John Jay, the first chief justice of the U.S. Supreme Court, wrote, "The jury has the right to judge both the law as well as the fact in controversy."
That right was rooted in the reason juries arose in the first place; they were introduced in order to protect the individual from abuse by government. Justice Byron White stated in the Supreme Court case Duncan v. Louisiana
(1968), "Providing an accused with the right to be tried by a jury of his peers gave him an inestimable safeguard against the corrupt or overzealous prosecutor and against the compliant, biased, or eccentric judge."
In recent decades, jury nullification has fallen into disfavor for one basic reason: in the '60s and '70s, some all-white juries in the South refused to convict white defendants of crime against blacks. Advocates of jury nullification argued that the problem resulted because the juries were neither representative of the population nor randomly chosen.

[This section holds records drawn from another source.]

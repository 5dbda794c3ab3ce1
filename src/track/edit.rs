//! Single-waypoint rotation edits. Both return a new waypoint vector.

use super::rotation::average_heading_at;
use crate::error::TrackError;
use crate::heading::{quaternion_of, quaternion_of_degrees};
use crate::types::{Quaternion, Waypoint};

fn replace_rotation(waypoints: &[Waypoint], index: usize, rotation: Quaternion) -> Vec<Waypoint> {
    let mut out = waypoints.to_vec();
    out[index] = out[index].with_rotation(rotation);
    out
}

fn check_index(waypoints: &[Waypoint], index: usize) -> Result<(), TrackError> {
    if waypoints.is_empty() {
        return Err(TrackError::EmptyTrack);
    }
    if index >= waypoints.len() {
        return Err(TrackError::IndexOutOfRange {
            index,
            len: waypoints.len(),
        });
    }
    Ok(())
}

/// Sets waypoint `index` to face `yaw_deg` degrees.
pub fn with_yaw_degrees(
    waypoints: &[Waypoint],
    index: usize,
    yaw_deg: f64,
) -> Result<Vec<Waypoint>, TrackError> {
    check_index(waypoints, index)?;
    let rotation = quaternion_of_degrees(yaw_deg)?;
    Ok(replace_rotation(waypoints, index, rotation))
}

/// Points waypoint `index` along the mean of its two neighbouring segments.
pub fn auto_rotate(waypoints: &[Waypoint], index: usize) -> Result<Vec<Waypoint>, TrackError> {
    check_index(waypoints, index)?;
    let heading = average_heading_at(waypoints, index)?;
    let rotation = quaternion_of(heading)?;
    Ok(replace_rotation(waypoints, index, rotation))
}
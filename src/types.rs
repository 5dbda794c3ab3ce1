use nalgebra::Matrix3;
use serde::{Deserialize, Serialize};

/// Row-major projective transform in homogeneous coordinates (world -> canvas).
pub type Matrix3x3 = Matrix3<f64>;

#[derive(Clone, Copy, Debug, Default, PartialEq, Serialize, Deserialize)]
pub struct Vector2 {
    pub x: f64,
    pub y: f64,
}

impl Vector2 {
    pub const fn new(x: f64, y: f64) -> Self {
        Self { x, y }
    }

    pub fn is_finite(&self) -> bool {
        self.x.is_finite() && self.y.is_finite()
    }
}

#[derive(Clone, Copy, Debug, Default, PartialEq, Serialize, Deserialize)]
pub struct Vector3 {
    pub x: f64,
    pub y: f64,
    pub z: f64,
}

impl Vector3 {
    pub const fn new(x: f64, y: f64, z: f64) -> Self {
        Self { x, y, z }
    }

    /// Drops the vertical component.
    pub fn xy(&self) -> Vector2 {
        Vector2::new(self.x, self.y)
    }
}

/// Unit rotation quaternion. Only yaw (rotation about +Z) is modelled, so
/// `x` and `y` are expected to be zero.
#[derive(Clone, Copy, Debug, PartialEq, Serialize, Deserialize)]
pub struct Quaternion {
    pub x: f64,
    pub y: f64,
    pub z: f64,
    pub w: f64,
}

impl Quaternion {
    pub const IDENTITY: Quaternion = Quaternion {
        x: 0.0,
        y: 0.0,
        z: 0.0,
        w: 1.0,
    };
}

impl Default for Quaternion {
    fn default() -> Self {
        Self::IDENTITY
    }
}

/// One track checkpoint.
#[derive(Clone, Copy, Debug, PartialEq, Serialize, Deserialize)]
pub struct Waypoint {
    pub rotation: Quaternion,
    pub translation: Vector3,
    #[serde(rename = "scale3D")]
    pub scale_3d: Vector3,
}

impl Waypoint {
    /// Copy of this waypoint with a different rotation.
    pub fn with_rotation(&self, rotation: Quaternion) -> Self {
        Self {
            rotation,
            translation: self.translation,
            scale_3d: self.scale_3d,
        }
    }
}

/// Closed-loop route: the last waypoint connects back to the first.
#[derive(Clone, Debug, Default, PartialEq, Serialize, Deserialize)]
pub struct TrackData {
    #[serde(rename = "routeName", default, skip_serializing_if = "Option::is_none")]
    pub route_name: Option<String>,
    pub waypoints: Vec<Waypoint>,
}
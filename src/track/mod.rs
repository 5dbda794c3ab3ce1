//! Operations over the closed-loop waypoint sequence.
//!
//! Every waypoint has a predecessor and a successor; the first and last
//! waypoints are neighbours of each other.

pub mod edit;
pub mod neighbors;
pub mod normalize;
pub mod rotation;
pub mod validation;

pub use edit::{auto_rotate, with_yaw_degrees};
pub use neighbors::neighbor_indices;
pub use normalize::{
    check_yaw_only, normalize_all, normalize_all_with_report, NormalizationReport,
    WaypointCorrection,
};
pub use rotation::{average_heading, average_heading_at};
pub use validation::validate_track_value;
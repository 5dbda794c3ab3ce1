//! Map reference correspondences and the caller-owned world->canvas transform.
//!
//! The reference map image covers a fixed world rectangle. Its four corners
//! (clockwise from top-left) are paired with the corners of the current
//! canvas; whenever the canvas is resized the homography is solved again
//! from scratch.

use crate::error::TrackError;
use crate::homography::{self, project};
use crate::types::{Matrix3x3, Vector2};
use log::{debug, warn};
use serde::{Deserialize, Serialize};

/// World-space corners of the bundled reference map, clockwise from top-left.
pub const DEFAULT_WORLD_CORNERS: [Vector2; 4] = [
    Vector2::new(-1277708.2965454245, -317662.26182056009),
    Vector2::new(917131.48374835111, -315379.30946399376),
    Vector2::new(917957.0844781138, 1877914.3470450507),
    Vector2::new(-1279574.7736519347, 1879092.599622732),
];

/// Logical canvas size plus the device pixel ratio of the render surface.
#[derive(Clone, Copy, Debug, PartialEq, Serialize, Deserialize)]
#[serde(default)]
pub struct CanvasSize {
    pub width: f64,
    pub height: f64,
    pub device_pixel_ratio: f64,
}

impl Default for CanvasSize {
    fn default() -> Self {
        Self {
            width: 1000.0,
            height: 1000.0,
            device_pixel_ratio: 1.0,
        }
    }
}

impl CanvasSize {
    pub fn new(width: f64, height: f64) -> Self {
        Self {
            width,
            height,
            device_pixel_ratio: 1.0,
        }
    }

    /// Size of the backing store in physical pixels.
    pub fn physical(&self) -> (f64, f64) {
        let dpr = if self.device_pixel_ratio.is_finite() && self.device_pixel_ratio > 0.0 {
            self.device_pixel_ratio
        } else {
            1.0
        };
        (self.width * dpr, self.height * dpr)
    }
}

/// Four world reference points, clockwise from the top-left map corner.
#[derive(Clone, Copy, Debug, PartialEq, Serialize, Deserialize)]
pub struct MapReference {
    pub world_corners: [Vector2; 4],
}

impl Default for MapReference {
    fn default() -> Self {
        Self {
            world_corners: DEFAULT_WORLD_CORNERS,
        }
    }
}

impl MapReference {
    /// Destination points for `canvas`, in the same order as the world corners.
    pub fn canvas_points(&self, canvas: &CanvasSize) -> [Vector2; 4] {
        let (w, h) = canvas.physical();
        [
            Vector2::new(0.0, 0.0),
            Vector2::new(w, 0.0),
            Vector2::new(w, h),
            Vector2::new(0.0, h),
        ]
    }

    pub fn solve(&self, canvas: &CanvasSize) -> Result<Matrix3x3, TrackError> {
        homography::solve(&self.world_corners, &self.canvas_points(canvas))
    }
}

/// The current world->canvas transform.
///
/// Falls back to the identity matrix when the correspondences are
/// degenerate; [`MapTransform::is_degraded`] reports that state.
#[derive(Clone, Debug)]
pub struct MapTransform {
    reference: MapReference,
    canvas: CanvasSize,
    matrix: Matrix3x3,
    degraded: bool,
}

impl MapTransform {
    pub fn new(reference: MapReference, canvas: CanvasSize) -> Self {
        let mut transform = Self {
            reference,
            canvas,
            matrix: Matrix3x3::identity(),
            degraded: true,
        };
        transform.rebuild();
        transform
    }

    /// Re-solves the homography for a new canvas size.
    pub fn resize(&mut self, canvas: CanvasSize) {
        self.canvas = canvas;
        self.rebuild();
    }

    fn rebuild(&mut self) {
        match self.reference.solve(&self.canvas) {
            Ok(h) => {
                debug!(
                    "MapTransform::rebuild canvas={}x{} dpr={}",
                    self.canvas.width, self.canvas.height, self.canvas.device_pixel_ratio
                );
                self.matrix = h;
                self.degraded = false;
            }
            Err(err) => {
                warn!("Homography computation failed: {err}; using identity transform");
                self.matrix = Matrix3x3::identity();
                self.degraded = true;
            }
        }
    }

    pub fn matrix(&self) -> &Matrix3x3 {
        &self.matrix
    }

    pub fn canvas(&self) -> &CanvasSize {
        &self.canvas
    }

    pub fn reference(&self) -> &MapReference {
        &self.reference
    }

    pub fn is_degraded(&self) -> bool {
        self.degraded
    }

    /// World XY -> canvas coordinates. May be non-finite; see [`project`].
    pub fn to_canvas(&self, world: &Vector2) -> Vector2 {
        project(&self.matrix, world)
    }
}

impl Default for MapTransform {
    fn default() -> Self {
        Self::new(MapReference::default(), CanvasSize::default())
    }
}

Nevertheless, the possibility that jury nullification could sanction violence against unpopular minorities remains a strong argument that should not be dismissed. It should be resolved by constructing safeguards -- for example, on the method by which juries are selected.
To those not familiar with how vigorously many of the Founding Fathers defended jury nullification, the practice may sound too radical.
But when John Adams declared that a juror had a "duty...to find the verdict according to his own best understanding, judgment, and conscience, though in direct opposition to the direction of the court," he expressed a core value of the American Revolution: suspicion of unchecked power.
As a D.A., Nifong is out of control. If the governor, the bar association and the police will not ensure the very basics of justice, then common people with common decency should say "no, I will not convict."